Seleção Brasileira

Parreira compara 7 a 1 a atentado de 11 de setembro nos EUA

Ex-cooredenador da Seleção admite problemas físicos e técnicos no grupo da Copa

Parreira disse que 7 a 1 não parecia um jogo real
Parreira disse que 7 a 1 não parecia um jogo real Foto : Jefferson Bernardes / Vipcomm / CP Memória
Ex-coordenador técnico da Seleção Brasileira, Carlos Alberto Parreira esteve no olho do furacão que foi a derrota por 7 a 1 para a Alemanha na Copa do Mundo. Hoje, quase quatro meses depois, ainda é difícil explicar o que ocorreu. Na visão dele, foi algo comparado ao atentado de 11 de setembro de 2011, em Nova Iorque, quando as Torres Gêmeas vieram ao chão após choque de aviões .

“Não dá para sentir nada, você vê e não acredita. Parecia aquela história das Torres Gêmeas. Você vê a primeira sendo destruída e depois a segunda. Parecia uma ficção. Isso não era a realidade, foi tão rápido, não deu para absorver. Não deu tempo para fazer nada. Pensamos que ficaria de cinco. O time voltou compacto, consciente, Neuer fez defesas espetaculares, e eles ampliaram depois no contra-ataque. Se você me perguntar, digo que foi apagão. Tínhamos um time bom, não era o melhor da Copa, mas não era para ser 7 a 1”,afirmou Parreira, que deixou o futebol após a Copa.

Na visão dele, a campanha do Brasil foi atrapalhada pelas condições físicas e técnicas com as quais os jogadores se apresentaram na Granja Comary, em 26 de maio. “Foi a menor preparação em todas as Copas, só 14 dias. Paulinho, David Luiz, Willian, Oscar eram reservas em seus clubes. Fred um período longo sem jogar. Jô com altos e baixos e os jogadores não estavam na melhor forma física. Daniel Alves entrava e saía no Barcelona. Marcelo no Real Madrid também. Olha, são sete jogadores”, disse.

“Mas e aí, troca ou não?
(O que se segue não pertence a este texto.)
use axum::Extension;
use serde_json::Value;

use super::tenant_payload;
use crate::middleware::{ApiResponse, ApiResult, AuthUser};
use crate::services::TenantService;

/// GET /api/tenants - Tenants the caller belongs to
pub async fn tenant_list(Extension(auth_user): Extension<AuthUser>) -> ApiResult<Vec<Value>> {
    let tenants = TenantService::new().await?;
    let mine = tenants.list_for_user(auth_user.user_id).await?;

    let mut items = Vec::with_capacity(mine.len());
    for tenant in &mine {
        let role = tenants.membership_role(tenant.id, auth_user.user_id).await?;
        items.push(tenant_payload(tenant, role.as_deref()));
    }

    Ok(ApiResponse::success(items))
}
Só que esses jogadores estavam acostumados, entrosados, em um esquema e que ao longo da competição ajustaria na Copa do Mundo que foi muito intensa e disputada, com jogadores correndo até 15km por partida e quem não vinha atuando com frequência sentiu, Paulinho principalmente, e isso prejudicou o rendimento, isso influenciou”, seguiu Parreira, que ainda explicou o ufanismo usado no discurso pré-Copa.

“Lado emocional e psicológico são importantes. Pesquisa eleitoral decide alguma coisa? Não, mas elas criam clima de favoritismo, que é muito bom para quem está na frente. A gente achava que era importante. Na época do Mano, a Seleção estava há dois anos sem que ninguém falasse em ganhar a Copa em casa. Aí eu e Felipão pensamos: ‘Temos de levantar a bandeira e temos de ganhar a Copa.... somos favoritos’. A responsabilidade não aumentou, pois os jogadores sabem que em casa eles são favoritos, você falando ou não”.